[Recorded data]
——
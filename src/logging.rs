//! Tracing setup for the `unfolder` binary.
//!
//! Diagnostics go to stderr; stdout only carries batch summaries and dry-run
//! plans. A primary instance may run with no terminal attached (started from
//! a file manager), so a configured log file receives the same events,
//! uncoloured, through a non-blocking writer.

use anyhow::Result;
use chrono::Local;
use std::fmt as stdfmt;
use std::path::Path;
use tracing_appender::non_blocking::{NonBlocking, WorkerGuard};
use tracing_subscriber::filter::{EnvFilter, LevelFilter};
use tracing_subscriber::fmt::MakeWriter;
use tracing_subscriber::fmt::time::FormatTime;
use tracing_subscriber::layer::{Layered, SubscriberExt};
use tracing_subscriber::util::SubscriberInitExt;
use tracing_subscriber::{Layer, Registry, fmt as tsfmt, registry};
use unfolder::output as out;
use unfolder::platform::open_log_file_secure_append;
use unfolder::{LogLevel, default_log_path, path_has_symlink_ancestor};

type Filtered = Layered<EnvFilter, Registry>;
type BoxedLayer = Box<dyn Layer<Filtered> + Send + Sync>;

/// DD/MM/YY HH:MM:SS in local time.
struct LocalHumanTime;

impl FormatTime for LocalHumanTime {
    fn format_time(&self, w: &mut tsfmt::format::Writer<'_>) -> stdfmt::Result {
        write!(w, "{}", Local::now().format("%d/%m/%y %H:%M:%S"))
    }
}

/// `normal` shows batch progress; each step up reveals one more level of
/// coordination detail.
fn level_filter(lvl: &LogLevel) -> EnvFilter {
    let level = match lvl {
        LogLevel::Quiet => LevelFilter::ERROR,
        LogLevel::Normal => LevelFilter::INFO,
        LogLevel::Info => LevelFilter::DEBUG,
        LogLevel::Debug => LevelFilter::TRACE,
    };
    EnvFilter::default().add_directive(level.into())
}

fn fmt_layer<W>(writer: W, json: bool, ansi: bool) -> BoxedLayer
where
    W: for<'w> MakeWriter<'w> + Send + Sync + 'static,
{
    let layer = tsfmt::layer().with_writer(writer).with_ansi(ansi);
    if json {
        layer
            .event_format(
                tsfmt::format()
                    .json()
                    .with_timer(LocalHumanTime)
                    .with_target(true)
                    .with_thread_ids(true),
            )
            .boxed()
    } else {
        layer
            .event_format(
                tsfmt::format()
                    .compact()
                    .with_timer(LocalHumanTime)
                    .with_target(true)
                    .with_thread_ids(true),
            )
            .boxed()
    }
}

/// Log file writer, or None (with a reason on stderr) when the path has a
/// symlinked ancestor or cannot be opened.
fn open_file_writer(path: &Path) -> Option<(NonBlocking, WorkerGuard)> {
    match path_has_symlink_ancestor(path) {
        Ok(false) => {}
        Ok(true) => {
            out::print_warn(&format!("an ancestor of log file {} is a symlink", path.display()));
            return None;
        }
        Err(e) => {
            out::print_warn(&format!("could not inspect log path {}: {e}", path.display()));
            return None;
        }
    }
    match open_log_file_secure_append(path) {
        Ok(file) => Some(tracing_appender::non_blocking(file)),
        Err(e) => {
            out::print_warn(&format!("could not open log file {}: {e}", path.display()));
            None
        }
    }
}

/// Install the global subscriber. The returned guard flushes the log file
/// when dropped, so it must live until the last batch has been reported.
pub fn init_tracing(
    lvl: &LogLevel,
    log_file: Option<&Path>,
    json: bool,
) -> Result<Option<WorkerGuard>> {
    let mut layers = vec![fmt_layer(std::io::stderr, json, atty::is(atty::Stream::Stderr))];
    let mut guard = None;

    if let Some(path) = log_file {
        match open_file_writer(path) {
            Some((writer, g)) => {
                layers.push(fmt_layer(writer, json, false));
                guard = Some(g);
            }
            None => {
                out::print_warn(&format!(
                    "File logging to '{}' is disabled for this run.",
                    path.display()
                ));
                if let Some(def) = default_log_path() {
                    out::print_info(&format!("The default log path is: {}", def.display()));
                }
            }
        }
    }

    registry().with(level_filter(lvl)).with(layers).try_init()?;
    Ok(guard)
}
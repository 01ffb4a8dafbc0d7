//! Directory-listing collaborator backed by `std::fs::read_dir`.

use std::fs;
use std::io;
use std::path::{Path, PathBuf};

use super::DirLister;
use super::helpers::io_error_with_help_io;

/// Lists direct children in the order the OS returns them.
#[derive(Debug, Default, Clone, Copy)]
pub struct FsLister;

impl DirLister for FsLister {
    fn list_children(&self, path: &Path) -> io::Result<Vec<PathBuf>> {
        fs::read_dir(path)
            .map_err(io_error_with_help_io("list directory", path))?
            .map(|entry| {
                entry
                    .map(|e| e.path())
                    .map_err(io_error_with_help_io("read directory entry", path))
            })
            .collect()
    }
}
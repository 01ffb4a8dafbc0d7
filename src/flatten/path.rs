//! Path normalization for folder requests.
//!
//! Requests are relayed between processes with different working
//! directories, so every request is made absolute against the directory of
//! the process that received it, then cleaned lexically (no filesystem
//! access, symlinks are not resolved).

use std::path::{Component, MAIN_SEPARATOR, Path, PathBuf};

use crate::errors::UnfolderError;
use crate::platform::{FOREIGN_SEPARATOR, MAX_PATH_LEN};

/// Canonicalize a raw folder argument.
///
/// Foreign separators become native ones, relative paths are joined onto
/// `base_dir`, `.`/`..` are resolved lexically and trailing separators drop
/// away. Empty input, NUL bytes and over-long results are `InvalidPath`.
pub fn normalize(raw: &str, base_dir: &Path) -> Result<PathBuf, UnfolderError> {
    let trimmed = raw.trim();
    if trimmed.is_empty() || trimmed.contains('\0') {
        return Err(UnfolderError::InvalidPath(raw.to_string()));
    }

    let native = trimmed.replace(FOREIGN_SEPARATOR, &MAIN_SEPARATOR.to_string());
    let p = Path::new(&native);
    let joined = if p.is_absolute() {
        p.to_path_buf()
    } else {
        base_dir.join(p)
    };

    let cleaned = dunce::simplified(&lexical_clean(&joined)).to_path_buf();
    if cleaned.as_os_str().is_empty() || cleaned.as_os_str().len() > MAX_PATH_LEN {
        return Err(UnfolderError::InvalidPath(raw.to_string()));
    }
    Ok(cleaned)
}

/// The path with its final segment removed; a root is returned unchanged.
pub fn parent_of(path: &Path) -> PathBuf {
    match path.parent() {
        Some(parent) if !parent.as_os_str().is_empty() => parent.to_path_buf(),
        _ => path.to_path_buf(),
    }
}

/// True when `path` has no parent to flatten into.
pub fn is_root(path: &Path) -> bool {
    parent_of(path) == path
}

/// Parent that children of `folder` move into; roots are `NoParent`.
pub fn flatten_target(folder: &Path) -> Result<PathBuf, UnfolderError> {
    let parent = parent_of(folder);
    if parent == folder {
        return Err(UnfolderError::NoParent(folder.to_path_buf()));
    }
    Ok(parent)
}

fn lexical_clean(path: &Path) -> PathBuf {
    let mut out = PathBuf::new();
    for comp in path.components() {
        match comp {
            Component::CurDir => {}
            Component::ParentDir => {
                // `..` at the root stays at the root.
                if out.file_name().is_some() {
                    out.pop();
                }
            }
            other => out.push(other.as_os_str()),
        }
    }
    out
}
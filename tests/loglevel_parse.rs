use std::str::FromStr;
use unfolder::config::types::LogLevel;

#[test]
fn parse_common_levels_case_insensitive() {
    assert_eq!(LogLevel::parse("quiet"), Some(LogLevel::Quiet));
    assert_eq!(LogLevel::parse("QUIET"), Some(LogLevel::Quiet));

    assert_eq!(LogLevel::parse("normal"), Some(LogLevel::Normal));
    assert_eq!(LogLevel::parse("NORMAL"), Some(LogLevel::Normal));

    assert_eq!(LogLevel::parse("info"), Some(LogLevel::Info));
    assert_eq!(LogLevel::parse("verbose"), Some(LogLevel::Info));

    assert_eq!(LogLevel::parse("debug"), Some(LogLevel::Debug));
    assert_eq!(LogLevel::parse("trace"), Some(LogLevel::Debug));
}

#[test]
fn display_roundtrips_with_fromstr() {
    for lvl in [LogLevel::Quiet, LogLevel::Normal, LogLevel::Info, LogLevel::Debug] {
        let s = lvl.to_string();
        let parsed = LogLevel::from_str(&s).expect("from_str should parse display string");
        assert_eq!(parsed, lvl, "roundtrip failed for {s}");
    }
}

#[test]
fn fromstr_invalid_is_err() {
    assert!(LogLevel::from_str("loud").is_err());
    assert!(LogLevel::from_str("").is_err());
}
//! Per-batch result aggregation.

use super::model::{FolderOutcome, FolderStatus};

#[derive(Debug, Default, Clone, PartialEq, Eq)]
pub struct Summary {
    pub success_count: usize,
    pub failure_count: usize,
    /// Folders that were already empty
    pub skipped_count: usize,
    /// One line per failed folder, in request order
    pub failures: Vec<String>,
}

/// Count outcomes by status and collect failure details in input order.
pub fn aggregate(outcomes: &[FolderOutcome]) -> Summary {
    let mut s = Summary::default();
    for o in outcomes {
        match o.status {
            FolderStatus::Success => s.success_count += 1,
            FolderStatus::Empty => s.skipped_count += 1,
            _ => {
                s.failure_count += 1;
                s.failures.push(o.to_string());
            }
        }
    }
    s
}

impl Summary {
    pub fn has_failures(&self) -> bool {
        self.failure_count > 0
    }

    pub fn total(&self) -> usize {
        self.success_count + self.failure_count + self.skipped_count
    }

    /// One-line overview, e.g. `2 folders flattened, 1 failed`.
    pub fn headline(&self) -> String {
        let noun = if self.success_count == 1 { "folder" } else { "folders" };
        let mut line = format!("{} {noun} flattened", self.success_count);
        if self.skipped_count > 0 {
            line.push_str(&format!(", {} already empty", self.skipped_count));
        }
        if self.failure_count > 0 {
            line.push_str(&format!(", {} failed", self.failure_count));
        }
        line
    }

    /// Headline followed by every failure detail.
    pub fn report(&self) -> String {
        let mut text = self.headline();
        for line in &self.failures {
            text.push_str("\n  - ");
            text.push_str(line);
        }
        text
    }
}

#[cfg(test)]
mod tests {
    use super::*;

    #[test]
    fn counts_and_preserves_failure_order() {
        let outcomes = vec![
            FolderOutcome::new("/P/B", FolderStatus::NotAFolder),
            FolderOutcome::new("/P/A", FolderStatus::Success),
            FolderOutcome::new("/P/E", FolderStatus::Empty),
            FolderOutcome::new("/P/C", FolderStatus::DeleteFailed).with_detail("busy"),
        ];
        let s = aggregate(&outcomes);
        assert_eq!((s.success_count, s.failure_count, s.skipped_count), (1, 2, 1));
        assert_eq!(s.total(), 4);
        assert!(s.failures[0].starts_with("/P/B: not a folder"));
        assert!(s.failures[1].ends_with("(busy)"));
    }

    #[test]
    fn headline_wording() {
        let s = aggregate(&[FolderOutcome::new("/P/A", FolderStatus::Success)]);
        assert_eq!(s.headline(), "1 folder flattened");
        assert!(!s.has_failures());

        let s = aggregate(&[
            FolderOutcome::new("/P/A", FolderStatus::MoveFailed),
            FolderOutcome::new("/P/E", FolderStatus::Empty),
        ]);
        assert_eq!(s.headline(), "0 folders flattened, 1 already empty, 1 failed");
        assert_eq!(s.report().lines().count(), 2);
    }

    #[test]
    fn empty_input_is_all_zero() {
        assert_eq!(aggregate(&[]), Summary::default());
    }
}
——
Look through the entries, and return every line that the word "stdfmt" appears in.

use std::fmt as stdfmt;
    fn format_time(&self, w: &mut tsfmt::format::Writer<'_>) -> stdfmt::Result {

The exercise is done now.